Step 4: Identify the budget format and approach your agency utilized during the fiscal year. 2) Zero-based The zero based budget is a procedure and system based on a justification for all expenditures of an organization at the time the budget is formulated as it allows management to, in effect, start over and not be influenced by previous budgets. Example: If you have $300 to budget, you might budget $150 to food, $100 to clothing, $35 to toiletries, and $15 to entertainment. You now have zero dollars left to later spend. If you decide you want $25 for entertainment, then you had better pull $10 from one of those other categories. It provides an effective means of tracking the effectiveness and impact of a particular expenditure and allows for adjustment based on the analysis.
Step 5: Identify the expenses associated with these tasks and estimate the values over the course of the fiscal year. Determine staffing needs and other program related costs (e.g. material costs, trainings, etc. Utilize samples Direct vs. Indirect Costs Reasonable, Allocable, and Allowable Costs
March 2006 Determining Chargeable Costs Ordinary and necessary Support operation Contribute to performance Tied to certain types of costs Proportional Allowability determined by specific Federal and State Guidelines & grant provisions “Reasonable” “Allocable” “Allowable”

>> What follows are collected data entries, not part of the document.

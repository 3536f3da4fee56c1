//! Simulation Task Driver
//!
//! Validates a voter count against the account pool and hands the request to a
//! [`SimulationRoutine`]. The driver performs no chain interaction itself.
//! It does not retry either: a voting round is not idempotent, and re-running
//! after a partial failure would cast votes twice.

pub mod ballot;
pub mod errors;
pub mod voting;

pub use ballot::Ballot;
pub use errors::{BallotError, DriverError};
pub use voting::{SimulationReport, VotingRoundSimulation};

use async_trait::async_trait;
use reth_tracing::tracing::info;
use std::num::NonZeroUsize;
use std::sync::Arc;

use crate::accounts::AccountPool;
use crate::errors::ConfigError;
use crate::network::NetworkHandle;

/// A validated simulation request
#[derive(Debug, Clone)]
pub struct SimulationRequest {
    network: NetworkHandle,
    accounts: Arc<AccountPool>,
    voter_count: NonZeroUsize,
}

impl SimulationRequest {
    /// Validate `voter_count` against the accounts eligible to vote. Never clamps.
    pub fn new(
        network: NetworkHandle,
        accounts: Arc<AccountPool>,
        voter_count: usize,
    ) -> Result<Self, ConfigError> {
        let voter_count = NonZeroUsize::new(voter_count).ok_or(ConfigError::InvalidVoterCount)?;
        let eligible = accounts.eligible_voters();
        if voter_count.get() > eligible {
            return Err(ConfigError::TooManyVoters { requested: voter_count.get(), eligible });
        }
        Ok(Self { network, accounts, voter_count })
    }

    /// Target network
    pub fn network(&self) -> &NetworkHandle {
        &self.network
    }

    /// Full account pool, roles selected by position
    pub fn accounts(&self) -> &Arc<AccountPool> {
        &self.accounts
    }

    /// Number of voters to simulate
    pub fn voter_count(&self) -> usize {
        self.voter_count.get()
    }
}

/// Executes a governance-voting scenario for a validated request
#[async_trait]
pub trait SimulationRoutine: Send + Sync {
    /// Result of a completed run
    type Output: Send;

    /// Run the scenario. Errors are reported to the caller untouched.
    async fn run(&self, request: &SimulationRequest) -> eyre::Result<Self::Output>;
}

/// Validating pass-through in front of a [`SimulationRoutine`]
#[derive(Debug)]
pub struct SimulationDriver<R> {
    routine: R,
}

impl<R: SimulationRoutine> SimulationDriver<R> {
    /// Wrap a routine
    pub fn new(routine: R) -> Self {
        Self { routine }
    }

    /// The wrapped routine
    pub fn routine(&self) -> &R {
        &self.routine
    }

    /// Validate and run once
    pub async fn run(
        &self,
        network: NetworkHandle,
        accounts: Arc<AccountPool>,
        voter_count: usize,
    ) -> Result<R::Output, DriverError> {
        let request = SimulationRequest::new(network, accounts, voter_count)?;

        info!(
            target: "govsim::simulation",
            network = request.network().name(),
            voters = request.voter_count(),
            accounts = request.accounts().len(),
            "Starting simulation"
        );

        self.routine.run(&request).await.map_err(DriverError::Execution)
    }
}

#[cfg(test)]
mod tests {
    use super::*;
    use crate::accounts::{max_balance, source::keyed_account, KeySource};
    use crate::config::RpcOverrides;
    use crate::network::NetworkRegistry;
    use std::sync::atomic::{AtomicUsize, Ordering};

    /// Counts invocations and optionally fails
    #[derive(Default)]
    struct Probe {
        calls: AtomicUsize,
        fail: bool,
    }

    #[async_trait]
    impl SimulationRoutine for Probe {
        type Output = (usize, usize);

        async fn run(&self, request: &SimulationRequest) -> eyre::Result<Self::Output> {
            self.calls.fetch_add(1, Ordering::SeqCst);
            if self.fail {
                eyre::bail!("vote reverted");
            }
            Ok((request.voter_count(), request.accounts().len()))
        }
    }

    /// Fails with a layered report
    struct Layered;

    #[async_trait]
    impl SimulationRoutine for Layered {
        type Output = ();

        async fn run(&self, _request: &SimulationRequest) -> eyre::Result<()> {
            Err(eyre::eyre!("vote reverted").wrap_err("cast ballot #2"))
        }
    }

    fn setup(with_deployer: bool, corpus_len: u64) -> (NetworkHandle, Arc<AccountPool>) {
        let deployer = with_deployer.then(|| {
            keyed_account(&format!("{:064x}", 999), KeySource::Deployer, max_balance()).unwrap()
        });
        let corpus = (1..=corpus_len)
            .map(|i| {
                keyed_account(&format!("{i:064x}"), KeySource::Corpus { index: 0 }, max_balance())
                    .unwrap()
            })
            .collect();
        let pool = Arc::new(AccountPool::assemble(deployer, corpus, 100, None, None).unwrap());
        let registry = NetworkRegistry::new(Arc::clone(&pool), &RpcOverrides::default()).unwrap();
        (registry.resolve("hardhat").unwrap(), pool)
    }

    #[tokio::test]
    async fn test_zero_voters_rejected_before_routine() {
        let driver = SimulationDriver::new(Probe::default());
        let (network, pool) = setup(true, 5);

        let err = driver.run(network, pool, 0).await.unwrap_err();

        assert!(matches!(err, DriverError::Config(ConfigError::InvalidVoterCount)));
        assert_eq!(driver.routine().calls.load(Ordering::SeqCst), 0);
    }

    #[tokio::test]
    async fn test_too_many_voters_rejected_before_routine() {
        let driver = SimulationDriver::new(Probe::default());
        let (network, pool) = setup(false, 5);

        let err = driver.run(network, pool, 5).await.unwrap_err();

        match err {
            DriverError::Config(ConfigError::TooManyVoters { requested, eligible }) => {
                assert_eq!(requested, 5);
                assert_eq!(eligible, 4);
            }
            other => panic!("Expected TooManyVoters, got {:?}", other),
        }
        assert_eq!(driver.routine().calls.load(Ordering::SeqCst), 0);
    }

    #[tokio::test]
    async fn test_valid_request_passes_through() {
        let driver = SimulationDriver::new(Probe::default());
        let (network, pool) = setup(true, 5);

        let output = driver.run(network, pool, 5).await.unwrap();

        assert_eq!(output, (5, 6));
        assert_eq!(driver.routine().calls.load(Ordering::SeqCst), 1);
    }

    #[tokio::test]
    async fn test_routine_failure_propagates_without_retry() {
        let driver = SimulationDriver::new(Probe { fail: true, ..Default::default() });
        let (network, pool) = setup(true, 5);

        let err = driver.run(network, pool, 2).await.unwrap_err();

        assert!(matches!(&err, DriverError::Execution(_)));
        assert_eq!(err.to_string(), "vote reverted");
        assert_eq!(driver.routine().calls.load(Ordering::SeqCst), 1);
    }

    #[tokio::test]
    async fn test_execution_report_keeps_causes() {
        let driver = SimulationDriver::new(Layered);
        let (network, pool) = setup(true, 5);

        let err = driver.run(network, pool, 2).await.unwrap_err();
        assert_eq!(err.to_string(), "cast ballot #2");

        let causes: Vec<String> = err.into_report().chain().map(ToString::to_string).collect();
        assert_eq!(causes, vec!["cast ballot #2", "vote reverted"]);
    }

    #[tokio::test]
    async fn test_config_error_into_report() {
        let driver = SimulationDriver::new(Layered);
        let (network, pool) = setup(true, 5);

        let report = driver.run(network, pool, 0).await.unwrap_err().into_report();

        assert!(matches!(
            report.downcast_ref::<DriverError>(),
            Some(DriverError::Config(ConfigError::InvalidVoterCount))
        ));
    }

    #[test]
    fn test_request_accessors() {
        let (network, pool) = setup(true, 3);
        let request = SimulationRequest::new(network, Arc::clone(&pool), 2).unwrap();
        assert_eq!(request.voter_count(), 2);
        assert_eq!(request.network().name(), "hardhat");
        assert!(Arc::ptr_eq(request.accounts(), &pool));
    }
}
use alloy_primitives::Address;
use std::path::PathBuf;
use thiserror::Error;

use crate::accounts::{KeyParseError, KeySource};

/// Configuration errors. All are fatal and raised before any chain interaction.
#[derive(Debug, Error)]
pub enum ConfigError {
    /// Account corpus file is missing or unreadable
    #[error("Failed to read account corpus {}: {source}", path.display())]
    CorpusRead {
        /// Corpus path
        path: PathBuf,
        /// Underlying I/O error
        source: std::io::Error,
    },

    /// Account corpus is not a JSON array
    #[error("Failed to parse account corpus {}: {source}", path.display())]
    CorpusParse {
        /// Corpus path
        path: PathBuf,
        /// Underlying JSON error
        source: serde_json::Error,
    },

    /// A corpus element failed structural validation
    #[error("Invalid corpus record #{index}: {reason}")]
    InvalidRecord {
        /// Position of the record in the corpus file
        index: usize,
        /// What was wrong with it
        reason: String,
    },

    /// A private key could not be parsed (the key itself is never included)
    #[error("Invalid private key from {origin}: {reason}")]
    InvalidPrivateKey {
        /// Where the key came from
        origin: KeySource,
        /// Parse failure
        #[source]
        reason: KeyParseError,
    },

    /// A balance could not be parsed as an unsigned integer
    #[error("Invalid balance {value:?} from {origin}")]
    InvalidBalance {
        /// Where the balance came from
        origin: KeySource,
        /// Raw balance text
        value: String,
    },

    /// Two sources resolved to the same key after precedence filtering
    #[error("Duplicate account {address}: provided by both {first} and {second}")]
    DuplicateAccount {
        /// Address derived from the duplicated key
        address: Address,
        /// Source that claimed the key first
        first: KeySource,
        /// Source that repeated it
        second: KeySource,
    },

    /// Voter count of zero
    #[error("Voter count must be at least 1")]
    InvalidVoterCount,

    /// More voters requested than the pool can provide
    #[error("Requested {requested} voters but only {eligible} accounts are eligible to vote")]
    TooManyVoters {
        /// Requested voter count
        requested: usize,
        /// Accounts available for the voting role
        eligible: usize,
    },

    /// Network name not present in the registry
    #[error("Unknown network '{name}' (available: {available})")]
    UnknownNetwork {
        /// Requested name
        name: String,
        /// Comma-separated list of known names
        available: String,
    },

    /// Operation requires the in-process network
    #[error("Network '{0}' is not an in-process chain")]
    NotInProcess(String),

    /// Profile start date is not a valid `YYYY-MM-DD` date
    #[error("Invalid initial date {value:?}: {source}")]
    InvalidDate {
        /// Raw date text
        value: String,
        /// Parse failure
        source: chrono::ParseError,
    },

    /// Profile start date falls before the Unix epoch
    #[error("Initial date {0:?} is before 1970-01-01")]
    DateBeforeEpoch(String),

    /// Genesis could not be built or serialized
    #[error("Failed to serialize genesis: {0}")]
    SerializeGenesis(#[source] serde_json::Error),

    /// Genesis file could not be written
    #[error("Failed to write genesis file {}: {source}", path.display())]
    WriteGenesis {
        /// Output path
        path: PathBuf,
        /// Underlying I/O error
        source: std::io::Error,
    },
}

Step 6: Identify potential funds to cover these program costs and estimate the amounts available. What funds are available to cover these costs (e.g. grants, in-kind donations, etc.) Work closely with Finance Department. They – along with Executive Director - help determine funding for your program.

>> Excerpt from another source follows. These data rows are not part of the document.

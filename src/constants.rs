use std::num::NonZeroU64;

/// Default path of the pre-generated account corpus
pub const DEFAULT_CORPUS_PATH: &str = "deployment/test-1020-accounts.json";
/// Corpus slice size for local execution
pub const LOCAL_CORPUS_LIMIT: usize = 2000;
/// Corpus slice size under the remote-fork execution mode
pub const REMOTE_FORK_CORPUS_LIMIT: usize = 150;
/// Voter count used when `run-simulation` is invoked without `--voters`
pub const DEFAULT_VOTERS: usize = 4;
/// Network selected when none is given
pub const DEFAULT_NETWORK: &str = "hardhat";
/// RPC timeout shared by the remote profiles
pub const REMOTE_RPC_TIMEOUT_MS: u64 = 40_000;
/// Chain ID of the in-process and local node profiles
pub const LOCAL_CHAIN_ID: u64 = 31337;
/// Start date of the in-process chain (UTC midnight)
pub const LOCAL_INITIAL_DATE: &str = "2021-01-01";
/// Block gas ceiling of the in-process chain (10x mainnet)
pub const LOCAL_BLOCK_GAS_LIMIT: u64 = 125_000_000;
/// Default voting epoch length in seconds
pub const DEFAULT_EPOCH_DURATION_SECS: u64 = 180;
/// [`DEFAULT_EPOCH_DURATION_SECS`] as the type the CLI and voting routine take
pub const DEFAULT_EPOCH_DURATION: NonZeroU64 = match NonZeroU64::new(DEFAULT_EPOCH_DURATION_SECS) {
    Some(duration) => duration,
    None => panic!("default epoch duration must be non-zero"),
};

Step 7: Seek preliminary approval by Executive Director and await final decision by Board of Directors. Make your case to your Executive Director, so she/he can make the case to the Board of Directors. If you did your homework, you can make a strong case. Ultimately, it’s the Executive Director and Board of Directors final decision to approve the entire operating budget of the agency.
Step 8: YEA! Board approves. Be ready to execute and monitor program budget. Be prepared to inform our entire program staff of program budget approval. Closely monitor your budget by working closely with the Finance Department. REMEMBER: Your program budget is a powerful tool which empowers you to be a good steward of funds and – ultimately – to help support the survivors in your community throughout the year.